Why does anyone still continue to study this nonsense? — lambda
- Philosophers are still unable to determine whether they're dreaming or not.
- Philosophers are still unable to provide a non-circular justification for the reliability of their cognitive faculties (senses, memory, reason, intuition, etc.)
- Philosophers still can't offer any reason to believe in free will.
- Philosophers still can't offer any reason to believe in the existence of other minds.
- Philosophers still can't offer any reason to believe in the existence of a mind-independent external world. — lambda
And another problem is that "it would be possible for the object to come into existence as an object other than the object which it is," doesn't make any sense in my opinion. I wouldn't say that was possible. As I noted, it might at least appear to make some sense on a view that substances are some sort of mysterious, amorphous somethings that are later bestowed with properties, but I don't really think that view makes a lot of sense in the first place, and there's definitely no reason to believe it in my opinion. — Terrapin Station
That part I don't agree with at all, however. I'd have no idea where you're getting a notion from that "necessarily" implies a cause. For example, if necessarily A = A, presumably then you'd think that there must be a cause for that. I just don't know why you'd think that. I suppose you see modal logic as significantly resting on causes then? That would be an unusual view. — Terrapin Station
One option for you is to try to explain how the idea of nonphysical existents makes sense. — Terrapin Station
Don't you see that things like identity and non-contradiction must have a cause? If there was no reason why A = A, or why contradiction was unacceptable, then we wouldn't accept these as fundamental principles.
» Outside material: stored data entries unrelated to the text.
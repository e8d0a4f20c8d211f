//! Compilation of condition lists into a single expression.
//!
//! Rule sets may be declared as conditions or as one expression; compiling
//! conditions to the expression language gives both declarations a uniform
//! execution path. The compiled form is the AND of one parenthesized term
//! per condition, in declaration order.

use miette::Diagnostic;
use serde_json::Value;
use thiserror::Error;

use super::{Condition, Operator};
use crate::extract::{PathError, PathQuery, Step};

/// Failure to express a condition list in the expression language.
#[derive(Clone, Debug, Error, Diagnostic, PartialEq)]
pub enum CompileError {
    #[error(transparent)]
    #[diagnostic(transparent)]
    Path(#[from] PathError),

    /// Wildcards, ranges, and filters have no expression-language
    /// counterpart; such paths stay on the condition evaluator.
    #[error("path {path:?} uses selectors that cannot compile to an expression")]
    #[diagnostic(code(hyperfleet::criteria::uncompilable_path))]
    UnsupportedPath { path: String },

    /// The operator requires an operand the condition did not provide.
    #[error("operator {operator} requires a value")]
    #[diagnostic(code(hyperfleet::criteria::missing_operand))]
    MissingOperand { operator: &'static str },
}

/// Compiles `conditions` to one expression string. An empty list compiles
/// to `true`.
pub fn compile_conditions(conditions: &[Condition]) -> Result<String, CompileError> {
    if conditions.is_empty() {
        return Ok("true".to_string());
    }
    let terms = conditions
        .iter()
        .map(compile_condition)
        .collect::<Result<Vec<_>, _>>()?;
    Ok(terms.join(" && "))
}

fn compile_condition(condition: &Condition) -> Result<String, CompileError> {
    let reference = member_reference(&condition.field)?;
    let operand = || -> Result<&Value, CompileError> {
        condition
            .value
            .as_ref()
            .ok_or(CompileError::MissingOperand {
                operator: condition.operator.as_str(),
            })
    };

    let term = match condition.operator {
        Operator::Equals => format!("({reference} == {})", literal(operand()?)),
        Operator::NotEquals => format!("({reference} != {})", literal(operand()?)),
        Operator::In => format!("({reference} in {})", literal(operand()?)),
        Operator::NotIn => format!("(!({reference} in {}))", literal(operand()?)),
        Operator::Contains => {
            let value = operand()?;
            match value {
                // Substring semantics only exist as a string method; other
                // operands fall back to membership.
                Value::String(_) => format!("({reference}.contains({}))", literal(value)),
                _ => format!("({} in {reference})", literal(value)),
            }
        }
        Operator::GreaterThan => format!("({reference} > {})", literal(operand()?)),
        Operator::LessThan => format!("({reference} < {})", literal(operand()?)),
        Operator::Exists => {
            if reference.contains('.') {
                format!("(has({reference}))")
            } else {
                // Top-level variables cannot take has(); spell out the
                // non-null and non-empty check instead.
                format!(
                    "({reference} != null && {reference} != '' && {reference} != [] && {reference} != {{}})"
                )
            }
        }
    };
    Ok(term)
}

// A path is expressible only when it is a plain chain of child accesses.
fn member_reference(path: &str) -> Result<String, CompileError> {
    let query = PathQuery::parse(path)?;
    let mut parts = Vec::with_capacity(query.steps().len());
    for step in query.steps() {
        match step {
            Step::Child(name) => parts.push(name.clone()),
            _ => {
                return Err(CompileError::UnsupportedPath {
                    path: path.to_string(),
                })
            }
        }
    }
    Ok(parts.join("."))
}

fn literal(value: &Value) -> String {
    match value {
        Value::Null => "null".to_string(),
        Value::Bool(b) => b.to_string(),
        Value::Number(n) => n.to_string(),
        Value::String(s) => quote(s),
        Value::Array(items) => {
            let inner: Vec<String> = items.iter().map(literal).collect();
            format!("[{}]", inner.join(", "))
        }
        Value::Object(map) => {
            let inner: Vec<String> = map
                .iter()
                .map(|(k, v)| format!("{}: {}", quote(k), literal(v)))
                .collect();
            format!("{{{}}}", inner.join(", "))
        }
    }
}

fn quote(s: &str) -> String {
    let escaped = s.replace('\\', "\\\\").replace('\'', "\\'");
    format!("'{escaped}'")
}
It is because these are reasonable, i.e. there is a reason why they are acceptable, that we do accept them as fundamental principles. It is not because we accept them, and agree on them that they become fundamental principles, it is because they are acceptable. Therefore there is a reason for identity, and non-contradiction, and that is that they state something real and true about the world, and this is why we accept them. So these principles have a real cause of existence, the cause is the way that the world is. The way that the world is causes the existence of these principles. If the world were otherwise, such that it were not describable by these principles, we would not have developed these principles.I'd say that it's simply a matter of identity (that is, A=A) and non-contradiction (that is ~(P&~P)). I wouldn't say that has any cause. — Terrapin Station
Probabilistic language relates to the measurement of the system, not its ontology, which is what the Schrodinger equation describes. — Andrew M
You'd have to copy and paste the argument you're referring to. — Terrapin Station
The argument from Aristotle is that all objects are particulars. Each and every object exists as the particular object which it is, and nothing else. When a particular object comes into existence, it necessarily comes into existence as the particular object which it is. It is impossible that it is other than what it is. Therefore what it is, or the object's essence, must precede the object's existence. If it did not, it would be possible for the object to come into existence as an object other than the object which it is, and this is contradictory. — Metaphysician Undercover
There's a problem with this argument.
"All objects are particulars."
I agree with that.
"Each and every object exists as the particular object which it is, and nothing else."
I agree with that.
"When a particular object comes into existence, it necessarily comes into existence as the particular object which it is. It is impossible that it is other than what it is."
I agree with that, too.
"Therefore what it is, or the object's essence, must precede the object's existence."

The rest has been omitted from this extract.